The birds’ bias is also reminiscent of the human mental number line phenomenon. As early as 1880, Galton showed that humans describe and think of numbers as being represented on a mental number line, which is usually oriented from left to right. Modern research provides evidence that number magnitude may be represented on a left-to-right oriented number line (Dehaene, 1997). It remains to be shown, however, whether the spatial orientation of the human mental number line is entirely acquired culturally (i.e. it may be linked to writing and reading rules) or if it depends, at least in part, on biologically specific biases in the allocation of attention in extra-corporeal space. Typically human studies on the mental number line are associated with aspects of number cognition which rely on the ability to represent ordinal relations, i.e. mastering the rule that when one element is added to a given set, the new set becomes larger than the previous one and smaller than the next (see for instance the studies on the so-called SNARC effect, see Dehaene, Bossini, & Giraux, 1993). A simpler and more basic ability is that of identifying an object on the exclusive basis of its position in a series of identical objects, without any association with a magnitude of the distances among ordinal positions. Such an ability may provide a viable strategy for investigating biases in space-number mapping in non-linguistic and non-cultural creatures.

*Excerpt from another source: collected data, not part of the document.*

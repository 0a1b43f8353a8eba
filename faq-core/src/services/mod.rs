pub mod authoring;
pub mod browser;
pub mod debounce;
pub mod encoding;
pub mod loader;
pub mod normalize;
pub mod search;
pub mod storage;
pub mod toc;
pub mod faq;
pub mod lang;
pub mod localized;
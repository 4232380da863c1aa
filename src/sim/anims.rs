//! Sprite-sheet animation clips
//!
//! Clips are registered once per scene and referenced by key. Each sprite
//! owns an `Animator` that tracks the playing clip and its current frame.

/// Animation keys
#[derive(Debug, Clone, Copy, PartialEq, Eq, Hash)]
pub enum AnimKey {
    /// Walk left
    Left,
    /// Idle, facing the camera
    Turn,
    /// Walk right
    Right,
}

/// A named run of sprite-sheet frames
#[derive(Debug, Clone, PartialEq)]
pub struct AnimationClip {
    pub key: AnimKey,
    /// Sheet frame indices in playback order
    pub frames: Vec<u32>,
    /// Frames per second
    pub frame_rate: f32,
    /// Loop forever instead of holding the last frame
    pub repeat: bool,
}

impl AnimationClip {
    /// Clip over an inclusive frame range
    pub fn range(key: AnimKey, start: u32, end: u32, frame_rate: f32, repeat: bool) -> Self {
        Self {
            key,
            frames: (start..=end).collect(),
            frame_rate,
            repeat,
        }
    }

    /// Single-frame clip
    pub fn single(key: AnimKey, frame: u32, frame_rate: f32) -> Self {
        Self {
            key,
            frames: vec![frame],
            frame_rate,
            repeat: false,
        }
    }

    fn frame_duration(&self) -> f32 {
        if self.frame_rate > 0.0 {
            1.0 / self.frame_rate
        } else {
            f32::INFINITY
        }
    }
}

/// Clip registry
#[derive(Debug, Clone, Default)]
pub struct AnimationSet {
    clips: Vec<AnimationClip>,
}

impl AnimationSet {
    pub fn new() -> Self {
        Self { clips: Vec::new() }
    }

    /// The player's walk-left / idle / walk-right clips
    pub fn player() -> Self {
        let mut set = Self::new();
        set.add(AnimationClip::range(AnimKey::Left, 0, 3, 10.0, true));
        set.add(AnimationClip::single(AnimKey::Turn, 4, 20.0));
        set.add(AnimationClip::range(AnimKey::Right, 5, 8, 10.0, true));
        set
    }

    /// Register a clip; an existing clip with the same key is kept
    pub fn add(&mut self, clip: AnimationClip) -> bool {
        if self.get(clip.key).is_some() {
            log::warn!("Animation {:?} already registered", clip.key);
            return false;
        }
        self.clips.push(clip);
        true
    }

    pub fn get(&self, key: AnimKey) -> Option<&AnimationClip> {
        self.clips.iter().find(|c| c.key == key)
    }

    pub fn len(&self) -> usize {
        self.clips.len()
    }

    pub fn is_empty(&self) -> bool {
        self.clips.is_empty()
    }
}

/// Per-sprite playback state
#[derive(Debug, Clone, Default)]
pub struct Animator {
    current: Option<AnimKey>,
    frame_index: usize,
    elapsed: f32,
}

impl Animator {
    pub fn current(&self) -> Option<AnimKey> {
        self.current
    }

    /// Start a clip from its first frame. With `ignore_if_playing`, a clip
    /// that is already running keeps its progress.
    pub fn play(&mut self, key: AnimKey, ignore_if_playing: bool) {
        if ignore_if_playing && self.current == Some(key) {
            return;
        }
        self.current = Some(key);
        self.frame_index = 0;
        self.elapsed = 0.0;
    }

    /// Advance playback by `dt` seconds
    pub fn advance(&mut self, set: &AnimationSet, dt: f32) {
        let Some(clip) = self.current.and_then(|key| set.get(key)) else {
            return;
        };
        if clip.frames.len() < 2 {
            return;
        }

        self.elapsed += dt;
        let step = clip.frame_duration();
        while self.elapsed >= step {
            self.elapsed -= step;
            if self.frame_index + 1 < clip.frames.len() {
                self.frame_index += 1;
            } else if clip.repeat {
                self.frame_index = 0;
            } else {
                self.elapsed = 0.0;
                break;
            }
        }
    }

    /// Sheet frame currently shown, if a known clip is playing
    pub fn frame(&self, set: &AnimationSet) -> Option<u32> {
        let clip = set.get(self.current?)?;
        clip.frames.get(self.frame_index).copied()
    }
}
//! Deterministic simulation module
//!
//! All gameplay logic lives here. This module must be pure and deterministic:
//! - Fixed timestep only
//! - Seeded RNG only
//! - Stable iteration order (by entity ID)
//! - No rendering or platform dependencies

pub mod anims;
pub mod body;
pub mod physics;
pub mod state;
pub mod tick;

pub use anims::{AnimKey, AnimationClip, AnimationSet, Animator};
pub use body::{Aabb, Body};
pub use physics::{ArcadeWorld, Interaction, separate_from_static};
pub use state::{Bomb, GameEvent, GamePhase, Platform, Player, Scene, SceneLayout, Star};
pub use tick::{
    TickInput, bomb_spawn_x, collect_star, hit_bomb, reset_stars, spawn_bomb, step_physics, tick,
};
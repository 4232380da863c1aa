//! Shape generation for 2D primitives
//!
//! All shapes are emitted as triangle lists in world coordinates.

use glam::Vec2;
use std::f32::consts::PI;

use super::vertex::Vertex;
use crate::sim::Aabb;

/// Multiply a color by a 0xRRGGBB tint
pub fn tinted(color: [f32; 4], tint: Option<u32>) -> [f32; 4] {
    match tint {
        Some(rgb) => {
            let r = ((rgb >> 16) & 0xff) as f32 / 255.0;
            let g = ((rgb >> 8) & 0xff) as f32 / 255.0;
            let b = (rgb & 0xff) as f32 / 255.0;
            [color[0] * r, color[1] * g, color[2] * b, color[3]]
        }
        None => color,
    }
}

/// Generate vertices for a filled rectangle
pub fn rect(aabb: &Aabb, color: [f32; 4]) -> Vec<Vertex> {
    rect_gradient(aabb, color, color)
}

/// Filled rectangle with a vertical gradient (top to bottom)
pub fn rect_gradient(aabb: &Aabb, top: [f32; 4], bottom: [f32; 4]) -> Vec<Vertex> {
    let (min, max) = (aabb.min, aabb.max);
    vec![
        Vertex::new(min.x, min.y, top),
        Vertex::new(max.x, min.y, top),
        Vertex::new(min.x, max.y, bottom),
        Vertex::new(min.x, max.y, bottom),
        Vertex::new(max.x, min.y, top),
        Vertex::new(max.x, max.y, bottom),
    ]
}

/// Rectangle outline made of four thin rectangles
pub fn rect_outline(aabb: &Aabb, thickness: f32, color: [f32; 4]) -> Vec<Vertex> {
    let (min, max) = (aabb.min, aabb.max);
    let t = thickness;
    let edges = [
        Aabb::new(min, Vec2::new(max.x, min.y + t)),
        Aabb::new(Vec2::new(min.x, max.y - t), max),
        Aabb::new(min, Vec2::new(min.x + t, max.y)),
        Aabb::new(Vec2::new(max.x - t, min.y), max),
    ];

    let mut vertices = Vec::with_capacity(24);
    for edge in &edges {
        vertices.extend(rect(edge, color));
    }
    vertices
}

/// Generate vertices for a filled circle
pub fn circle(center: Vec2, radius: f32, color: [f32; 4], segments: u32) -> Vec<Vertex> {
    let mut vertices = Vec::with_capacity((segments * 3) as usize);

    for i in 0..segments {
        let theta1 = (i as f32 / segments as f32) * 2.0 * PI;
        let theta2 = ((i + 1) as f32 / segments as f32) * 2.0 * PI;

        // Triangle from center to edge
        vertices.push(Vertex::new(center.x, center.y, color));
        vertices.push(Vertex::new(
            center.x + radius * theta1.cos(),
            center.y + radius * theta1.sin(),
            color,
        ));
        vertices.push(Vertex::new(
            center.x + radius * theta2.cos(),
            center.y + radius * theta2.sin(),
            color,
        ));
    }

    vertices
}

/// Generate vertices for a ring (hollow circle)
pub fn ring(
    center: Vec2,
    inner_radius: f32,
    outer_radius: f32,
    color: [f32; 4],
    segments: u32,
) -> Vec<Vertex> {
    let mut vertices = Vec::with_capacity((segments * 6) as usize);

    for i in 0..segments {
        let theta1 = (i as f32 / segments as f32) * 2.0 * PI;
        let theta2 = ((i + 1) as f32 / segments as f32) * 2.0 * PI;

        let inner1 = center + inner_radius * Vec2::new(theta1.cos(), theta1.sin());
        let outer1 = center + outer_radius * Vec2::new(theta1.cos(), theta1.sin());
        let inner2 = center + inner_radius * Vec2::new(theta2.cos(), theta2.sin());
        let outer2 = center + outer_radius * Vec2::new(theta2.cos(), theta2.sin());

        // Two triangles per segment
        vertices.push(Vertex::new(inner1.x, inner1.y, color));
        vertices.push(Vertex::new(outer1.x, outer1.y, color));
        vertices.push(Vertex::new(inner2.x, inner2.y, color));

        vertices.push(Vertex::new(inner2.x, inner2.y, color));
        vertices.push(Vertex::new(outer1.x, outer1.y, color));
        vertices.push(Vertex::new(outer2.x, outer2.y, color));
    }

    vertices
}

#[cfg(test)]
mod tests {
    use super::*;

    #[test]
    fn test_rect_covers_corners() {
        let aabb = Aabb::new(Vec2::new(10.0, 20.0), Vec2::new(30.0, 40.0));
        let verts = rect(&aabb, [1.0; 4]);
        assert_eq!(verts.len(), 6);
        for corner in [[10.0, 20.0], [30.0, 20.0], [10.0, 40.0], [30.0, 40.0]] {
            assert!(verts.iter().any(|v| v.position == corner));
        }
    }

    #[test]
    fn test_gradient_colors_by_edge() {
        let aabb = Aabb::new(Vec2::ZERO, Vec2::new(1.0, 1.0));
        let top = [1.0, 0.0, 0.0, 1.0];
        let bottom = [0.0, 0.0, 1.0, 1.0];
        for v in rect_gradient(&aabb, top, bottom) {
            let expected = if v.position[1] == 0.0 { top } else { bottom };
            assert_eq!(v.color, expected);
        }
    }

    #[test]
    fn test_outline_vertex_count() {
        let aabb = Aabb::new(Vec2::ZERO, Vec2::new(10.0, 10.0));
        assert_eq!(rect_outline(&aabb, 1.0, [1.0; 4]).len(), 24);
        assert_eq!(circle(Vec2::ZERO, 5.0, [1.0; 4], 12).len(), 36);
        assert_eq!(ring(Vec2::ZERO, 4.0, 5.0, [1.0; 4], 12).len(), 72);
    }

    #[test]
    fn test_red_tint() {
        let color = tinted([0.5, 0.5, 0.5, 1.0], Some(0xff0000));
        assert_eq!(color, [0.5, 0.0, 0.0, 1.0]);
        assert_eq!(tinted([0.5; 4], None), [0.5; 4]);
    }
}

In the present series of experiments we aimed to investigate more precisely the nature of the left-hemi-space bias exhibited by birds during serial ordering tasks. In the experiments by Rugani et al. (2010) birds performed successfully at test, when some of the non-numerical cues available during training, such as distance from the starting point and walking time, could no longer be of any use to solve the task. However, birds could still rely on the distance of the correct position from the beginning of the series as a spatial cue to identify the target. The first experiment was aimed to investigate this issue, by disrupting this source of spatial information, manipulating the distance between the positions in the series, both during training and during the test.